Anoikis in cancer: molecular mechanisms, resistance, and therapeutic strategies
摘要
Anoikis is a programmed cell death pathway triggered by cell detachment from the extracellular matrix, playing an essential role in maintaining tissue homeostasis and preventing aberrant cell colonization. The acquisition of anoikis resistance by tumor cells is a prerequisite for distant metastasis and a major contributor to therapeutic failure in cancer treatment. This review systematically summarizes the molecular mechanisms governing anoikis and the core pathways through which tumor cells evade this form of cell death. The precise regulation of anoikis depends on the integration of apoptotic signals by Bcl-2 family proteins, which orchestrate three major signaling axes, the extrinsic death receptor pathway, the intrinsic mitochondrial pathway, and the caspase-independent pathway.
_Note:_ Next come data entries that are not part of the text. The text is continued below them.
#[cfg(test)]
mod tests {
    use super::*;
    use crate::testing::TestItem;
    use rand::rngs::StdRng;
    use rand::seq::SliceRandom;
    use rand::{Rng, SeedableRng};
    use std::sync::Mutex;

    fn naive_length_and_last(tracker: &Tracker<TestItem>, hash: &Hash) -> (u64, Hash) {
        let mut length = 0;
        let mut pos = *hash;
        while let Some(item) = tracker.get(&pos) {
            length += 1;
            pos = item.previous_hash();
        }
        (length, pos)
    }

    fn assert_consistent(tracker: &mut Tracker<TestItem>) {
        let hashes: Vec<Hash> = tracker.items().keys().copied().collect();
        let mut expected_tails: HashMap<Hash, HashSet<Hash>> = HashMap::new();
        for hash in &hashes {
            let (length, last) = naive_length_and_last(tracker, hash);
            assert_eq!(tracker.get_length_and_last(hash), (length, last));
            assert_eq!(tracker.get_height(hash), length - 1);
            let is_head = tracker.children(hash).is_none_or(|c| c.is_empty());
            assert_eq!(tracker.heads().contains_key(hash), is_head);
            if is_head {
                assert_eq!(tracker.heads()[hash], last);
                expected_tails.entry(last).or_default().insert(*hash);
            }
        }
        assert_eq!(tracker.tails(), &expected_tails);
    }

    fn line(tracker: &mut Tracker<TestItem>, from: u32, count: u32, parent: Hash) -> Vec<Hash> {
        let mut hashes = Vec::new();
        let mut previous = parent;
        for id in from..from + count {
            let item = TestItem::new(id, previous);
            previous = item.hash();
            hashes.push(previous);
            tracker.add(item).unwrap();
        }
        hashes
    }

    #[test]
    fn straight_line_tail_removal() {
        let mut tracker = Tracker::new();
        let hashes = line(&mut tracker, 1, 200, Hash::zero());
        let head = hashes[199];
        assert_eq!(tracker.get_height(&head), 199);
        assert_eq!(tracker.get_height_and_last(&head), (199, Hash::zero()));

        tracker.remove(&hashes[0]).unwrap();
        assert_eq!(tracker.get_height(&hashes[1]), 0);
        assert_eq!(tracker.get_height_and_last(&head), (198, hashes[0]));
        assert_eq!(tracker.tails().len(), 1);
        assert!(tracker.tails().contains_key(&hashes[0]));
        assert_consistent(&mut tracker);
    }

    #[test]
    fn interior_items_are_not_removable() {
        let mut tracker = Tracker::new();
        let hashes = line(&mut tracker, 1, 5, Hash::zero());
        assert!(matches!(
            tracker.remove(&hashes[2]),
            Err(PoolError::NotRemovable(h)) if h == hashes[2]
        ));
        assert_eq!(tracker.len(), 5);
        tracker.remove(&hashes[4]).unwrap();
        assert_eq!(tracker.heads().keys().copied().collect::<Vec<_>>(), vec![hashes[3]]);
        assert_consistent(&mut tracker);
    }

    #[test]
    fn duplicate_add_is_rejected() {
        let mut tracker = Tracker::new();
        tracker.add(TestItem::new(1, Hash::zero())).unwrap();
        assert!(matches!(
            tracker.add(TestItem::new(1, Hash::zero())),
            Err(PoolError::DuplicateShare(_))
        ));
    }

    #[test]
    fn out_of_order_insertion_joins_components() {
        let mut tracker = Tracker::new();
        let a = TestItem::new(1, Hash::zero());
        let b = TestItem::new(2, a.hash());
        let c = TestItem::new(3, b.hash());
        tracker.add(c.clone()).unwrap();
        tracker.add(a.clone()).unwrap();
        assert_eq!(tracker.heads().len(), 2);
        assert_eq!(tracker.get_length_and_last(&c.hash()), (1, b.hash()));
        tracker.add(b.clone()).unwrap();
        assert_eq!(tracker.heads().len(), 1);
        assert_eq!(tracker.get_height_and_last(&c.hash()), (2, Hash::zero()));
        assert_eq!(tracker.is_child_of(&a.hash(), &c.hash()), Some(true));
        assert_eq!(tracker.is_child_of(&c.hash(), &a.hash()), Some(false));
        assert_consistent(&mut tracker);
    }

    #[test]
    fn is_child_of_across_components_is_undetermined() {
        let mut tracker = Tracker::new();
        let left = line(&mut tracker, 1, 3, Hash::zero());
        let right = line(&mut tracker, 100, 3, Hash::hash256(b"elsewhere"));
        assert_eq!(tracker.is_child_of(&left[0], &right[2]), None);
    }

    #[test]
    fn removing_root_with_forked_children() {
        let mut tracker = Tracker::new();
        let trunk = line(&mut tracker, 1, 3, Hash::zero());
        let fork_a = line(&mut tracker, 10, 4, trunk[2]);
        let fork_b = line(&mut tracker, 20, 2, trunk[2]);
        // a second root under the same tail
        let other = line(&mut tracker, 30, 2, Hash::zero());
        assert_eq!(tracker.tails()[&Hash::zero()].len(), 3);

        tracker.remove(&trunk[0]).unwrap();
        assert_eq!(tracker.tails()[&trunk[0]].len(), 2);
        assert_eq!(tracker.tails()[&Hash::zero()].len(), 1);
        assert_eq!(tracker.get_height_and_last(&fork_a[3]), (5, trunk[0]));
        assert_eq!(tracker.get_height_and_last(&fork_b[1]), (3, trunk[0]));
        assert_eq!(tracker.get_height(&other[1]), 1);
        assert_consistent(&mut tracker);
    }

    #[test]
    fn get_delta_and_work() {
        let mut tracker = Tracker::new();
        let hashes = line(&mut tracker, 1, 10, Hash::zero());
        let delta = tracker.get_delta(&hashes[9], &hashes[4]);
        assert_eq!((delta.head, delta.tail, delta.height), (hashes[9], hashes[4], 5));
        assert_eq!(delta.work, U256::from(5u64));
        assert_eq!(tracker.get_work(&hashes[9]), U256::from(10u64));
        let tail_delta = tracker.get_delta(&hashes[9], &Hash::zero());
        assert_eq!(tail_delta.height, 10);
    }

    #[test]
    fn get_chain_is_bounded_and_restartable() {
        let mut tracker = Tracker::new();
        let hashes = line(&mut tracker, 1, 6, Hash::zero());
        let chain = tracker.get_chain(&hashes[5], 4).unwrap();
        let first: Vec<Hash> = chain.clone().map(|i| i.hash()).collect();
        let second: Vec<Hash> = chain.map(|i| i.hash()).collect();
        assert_eq!(first, vec![hashes[5], hashes[4], hashes[3], hashes[2]]);
        assert_eq!(first, second);
        assert!(matches!(
            tracker.get_chain(&hashes[5], 7),
            Err(PoolError::ChainTooShort { available: 6, .. })
        ));
    }

    #[test]
    fn events_fire_until_unsubscribed() {
        let log = Arc::new(Mutex::new(Vec::new()));
        let mut tracker = Tracker::new();
        let sink = log.clone();
        let id = tracker
            .added
            .subscribe(move |item: &TestItem| sink.lock().unwrap().push(("add", item.hash())));
        let sink = log.clone();
        tracker
            .removed
            .subscribe(move |item: &TestItem| sink.lock().unwrap().push(("remove", item.hash())));
        let item = TestItem::new(1, Hash::zero());
        tracker.add(item.clone()).unwrap();
        tracker.added.unsubscribe(id);
        tracker.add(TestItem::new(2, item.hash())).unwrap();
        tracker.remove(&TestItem::new(2, item.hash()).hash()).unwrap();
        let log = log.lock().unwrap();
        assert_eq!(log.len(), 2);
        assert_eq!(log[0], ("add", item.hash()));
        assert_eq!(log[1].0, "remove");
    }

    #[test]
    fn random_adds_and_removals_match_naive_walk() {
        let mut rng = StdRng::seed_from_u64(42);
        for round in 0..5 {
            let mut generated: Vec<TestItem> = Vec::new();
            for id in 0..120u32 {
                let parent = if generated.is_empty() || rng.gen_bool(0.05) {
                    Hash::hash256(&[round as u8, id as u8, 0xee])
                } else {
                    let lookback = rng.gen_range(1..=generated.len().min(4));
                    generated[generated.len() - lookback].hash()
                };
                generated.push(TestItem::new(round * 1000 + id + 1, parent));
            }
            let mut pending = generated.clone();
            pending.shuffle(&mut rng);

            let mut tracker = Tracker::new();
            while !pending.is_empty() || !tracker.is_empty() {
                if !pending.is_empty() && rng.gen_bool(0.7) {
                    tracker.add(pending.pop().unwrap()).unwrap();
                } else if !tracker.is_empty() {
                    let hashes: Vec<Hash> = tracker.items().keys().copied().collect();
                    let target = *hashes.choose(&mut rng).unwrap();
                    let parent_present = tracker.contains(&tracker.get(&target).unwrap().previous_hash());
                    let has_children = tracker.children(&target).is_some_and(|c| !c.is_empty());
                    match tracker.remove(&target) {
                        Ok(_) => assert!(!(has_children && parent_present)),
                        Err(PoolError::NotRemovable(_)) => assert!(has_children && parent_present),
                        Err(e) => panic!("unexpected {e}"),
                    }
                } else {
                    continue;
                }
                assert_consistent(&mut tracker);
                if let Some(hash) = tracker.items().keys().next().copied() {
                    let (length, _) = naive_length_and_last(&tracker, &hash);
                    let n = rng.gen_range(0..=length);
                    let mut expected = hash;
                    for _ in 0..n {
                        expected = tracker.get(&expected).unwrap().previous_hash();
                    }
                    assert_eq!(tracker.get_nth_parent_hash(&hash, n).unwrap(), expected);
                    let walked: Vec<Hash> = tracker.get_chain(&hash, n).unwrap().map(|i| i.hash()).collect();
                    assert_eq!(walked.len() as u64, n);
                }
            }
        }
    }
}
Tumor cells develop resistance to anoikis through diverse mechanisms, including epithelial-mesenchymal transition (EMT), remodeling of the tumor microenvironment, concentration-dependent modulation by reactive oxygen species (ROS), autophagy and metabolic reprogramming, coordinated activation of multiple signaling cascades, and regulatory networks involving non-coding RNAs. Furthermore, this review discusses current therapeutic strategies targeting anoikis resistance, including combination therapy, gene therapy, and targeted therapy, and outlines future research directions. A deeper understanding of the molecular networks and regulatory mechanisms underlying anoikis resistance will provide a theoretical foundation for developing novel interventional strategies to counteract tumor metastasis.